Sometimes people are instead using the link function $f^{-1}$ to linearize the equation

$$\begin{array}{} f^{-1}(Y_i) = f^{-1}\left( f(X_i \beta) + \epsilon_i \right) \neq X_i \beta + \epsilon\end{array}$$

But that it is not the same. See the last inequality and how $\epsilon$ is placed differently (an example with $f(x)=\exp(x)$ is $\log(\exp(1)+1) \neq 1+1$).

The difference between glm with link function and linearized least squares

The difference is that the error terms are incorporated differently. We can write it down more explicitly for a logarithm/exponential function.

Let the linearized relationship lm(log(World) ~ days) be

$$\log(y_i) = a + b x_i + \epsilon_i$$

Then the non-linearized relationship is:

$$y_i = e^{a + b x_i + \epsilon_i}$$

and this is not like the glm(World ~ days, family=gaussian(link='log'))

$$y_i = e^{a + b x_i} + \epsilon_i$$

The error term $\epsilon_i$ occurs differently in the formula.

The difference with between different families

In the case of the Gaussian/Normal family the following two are the same:

$$Y\vert X \sim \mathcal{N}(\mu = h(X), \sigma^2 )$$

or

$$Y = h(X) + \epsilon \quad \text{where} \quad \epsilon \sim N(0,\sigma^2)$$

this separation into a linear sum of a deterministic component $h(X)$ plus some error/noise term $\epsilon$, will not work the same for other families. For instance for the Poisson distribution you will get that the noise term is larger for a large mean.
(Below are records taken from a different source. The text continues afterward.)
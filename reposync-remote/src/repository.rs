//! Remote repository abstraction trait.
//!
//! Defines the read primitives and the single atomic write primitive the
//! sync engine relies on.

use crate::error::RemoteResult;
use async_trait::async_trait;
use chrono::{DateTime, Utc};
use reposync_types::{EditAction, TreeEntry, WorkspaceKey};
use serde::{Deserialize, Serialize};
use std::collections::HashMap;
use std::fmt;

/// Identifies a hosted repository.
#[derive(Debug, Clone, PartialEq, Eq, Hash, Serialize, Deserialize)]
pub struct RepoRef {
    pub owner: String,
    pub repo: String,
}

impl RepoRef {
    pub fn new(owner: impl Into<String>, repo: impl Into<String>) -> Self {
        Self {
            owner: owner.into(),
            repo: repo.into(),
        }
    }
}

impl From<&WorkspaceKey> for RepoRef {
    fn from(key: &WorkspaceKey) -> Self {
        Self::new(key.owner.clone(), key.repo.clone())
    }
}

impl fmt::Display for RepoRef {
    fn fmt(&self, f: &mut fmt::Formatter<'_>) -> fmt::Result {
        write!(f, "{}/{}", self.owner, self.repo)
    }
}

/// A file read from the remote.
#[derive(Debug, Clone, PartialEq, Eq)]
pub struct RemoteFile {
    /// Repository path.
    pub path: String,
    pub content: String,
    /// Blob sha of the content.
    pub sha: String,
}

/// One change to apply in a commit.
#[derive(Debug, Clone, PartialEq, Eq)]
pub struct FileChange {
    /// Repository path.
    pub path: String,
    pub action: EditAction,
    /// Present unless `action` is `Delete`.
    pub content: Option<String>,
}

impl FileChange {
    /// A creation or update carrying new content.
    pub fn write(path: impl Into<String>, action: EditAction, content: impl Into<String>) -> Self {
        Self {
            path: path.into(),
            action,
            content: Some(content.into()),
        }
    }

    /// A deletion.
    pub fn delete(path: impl Into<String>) -> Self {
        Self {
            path: path.into(),
            action: EditAction::Delete,
            content: None,
        }
    }
}

/// Outcome of a landed commit.
#[derive(Debug, Clone, PartialEq, Eq)]
pub struct CommitResult {
    pub commit_sha: String,
    pub tree_sha: String,
    /// Blob sha of every created or updated path, keyed by repository path.
    pub blob_shas: HashMap<String, String>,
}

/// Request quota as last reported by the remote.
#[derive(Debug, Clone, Copy, PartialEq, Eq, Serialize, Deserialize)]
pub struct RateLimit {
    pub limit: u32,
    pub remaining: u32,
    pub reset_at: DateTime<Utc>,
}

impl RateLimit {
    /// Returns true while no requests may be sent.
    pub fn is_exhausted(&self, now: DateTime<Utc>) -> bool {
        self.remaining == 0 && now < self.reset_at
    }
}

/// Abstract remote repository interface.
///
/// Implementations must make `commit_files` all-or-nothing: either every
/// change lands in exactly one new commit on `branch`, or the branch is left
/// untouched. The branch is never force-updated.
#[async_trait]
pub trait RemoteRepository: Send + Sync {
    /// Returns the name of the remote provider.
    fn provider_name(&self) -> &'static str;

    /// Reads a file at a ref. Fails with `NotFound` if absent.
    async fn read_file(&self, repo: &RepoRef, path: &str, git_ref: &str)
        -> RemoteResult<RemoteFile>;

    /// Returns the commit sha the branch currently points at.
    async fn branch_head(&self, repo: &RepoRef, branch: &str) -> RemoteResult<String>;

    /// Returns the repository's default branch name.
    async fn default_branch(&self, repo: &RepoRef) -> RemoteResult<String>;

    /// Lists all entries below `prefix` at a ref, recursively.
    async fn list_tree(
        &self,
        repo: &RepoRef,
        git_ref: &str,
        prefix: &str,
    ) -> RemoteResult<Vec<TreeEntry>>;

    /// Replaces the given files in one new commit whose only parent is
    /// `parent_sha`, then advances `branch` to it if it still points at
    /// `parent_sha`. Fails with `RefMoved` otherwise.
    async fn commit_files(
        &self,
        repo: &RepoRef,
        branch: &str,
        parent_sha: &str,
        changes: &[FileChange],
        message: &str,
    ) -> RemoteResult<CommitResult>;

    /// Returns the last known request quota, if the remote reports one.
    async fn rate_limit(&self) -> Option<RateLimit>;
}

/// Rejects change sets that touch one path more than once.
pub(crate) fn check_unique_paths(changes: &[FileChange]) -> RemoteResult<()> {
    let mut seen = std::collections::HashSet::new();
    for change in changes {
        if !seen.insert(change.path.as_str()) {
            return Err(crate::error::RemoteError::InvalidRequest(format!(
                "path {} appears more than once in one commit",
                change.path
            )));
        }
        if change.action != EditAction::Delete && change.content.is_none() {
            return Err(crate::error::RemoteError::InvalidRequest(format!(
                "{} of {} carries no content",
                change.action, change.path
            )));
        }
    }
    if changes.is_empty() {
        return Err(crate::error::RemoteError::InvalidRequest(
            "commit has no changes".to_string(),
        ));
    }
    Ok(())
}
Poisson distribution with log link

The log likelihood for a single observation $z$ is

$$L = z X\beta - e^{X\beta}$$

and

$$\frac{\partial L}{\partial \beta_i} = \left( z - e^{X\beta} \right) x_i$$

In the framework of GLM the optimum for this likelihood function is found by iterated least squares solving this likelihood

$$L_{itteration} = 0.5 w(Y^\prime - X\beta)^2$$

with derivative

$$\frac{ \partial L_{itteration}}{\partial \beta_i} = w (Y^\prime - X\beta) x_i$$

and the transformation between the two would be (check https://www.jstor.org/stable/2344614 for the details):

$$Y^\prime = X\beta + \frac{z - e^{X\beta}}{e^{X\beta}}$$

and

$$w = e^{X\beta}$$

where we do not know $e^{X\beta}$ but the current estimate $e^{X\hat\beta}$ can be used and then iteratively improve the result.

Intuitively

You could see GLM as loosely approximating the more general exponential family as Gaussian noise, for $\theta = X\beta$

$$Y \approx f(\theta) + \epsilon \quad \text{where} \quad \epsilon \sim N(0,w\sigma^2) $$

where

the weight $w$ relates to the non-homogeneity of the distribution function (e.g. in the case of Poisson distribution then $\sigma^2 = \mu$)

and in linearized form

$$f^{-1}(Y) \approx \theta + \epsilon + \frac{Y-f(\theta + \epsilon)}{\partial f(\theta) / \partial \theta } \quad \text{where} \quad \epsilon \sim N(0,w\sigma^2) $$

where

the term $\frac{Y-f(\theta + \epsilon)}{\partial f(\theta) / \partial \theta }$ relates to the non-linearity in the effect of errors on the response when a link function is applied to the response. (ie. the model of the error distribution is for $Y$ and not for $f^{-1}(Y)$ and that needs to be corrected. So that is an additional correction, aside from the weights which only correct for the non-homogeneity in the variance of $Y\vert X$ and not $f^{-1}(Y) \vert X$)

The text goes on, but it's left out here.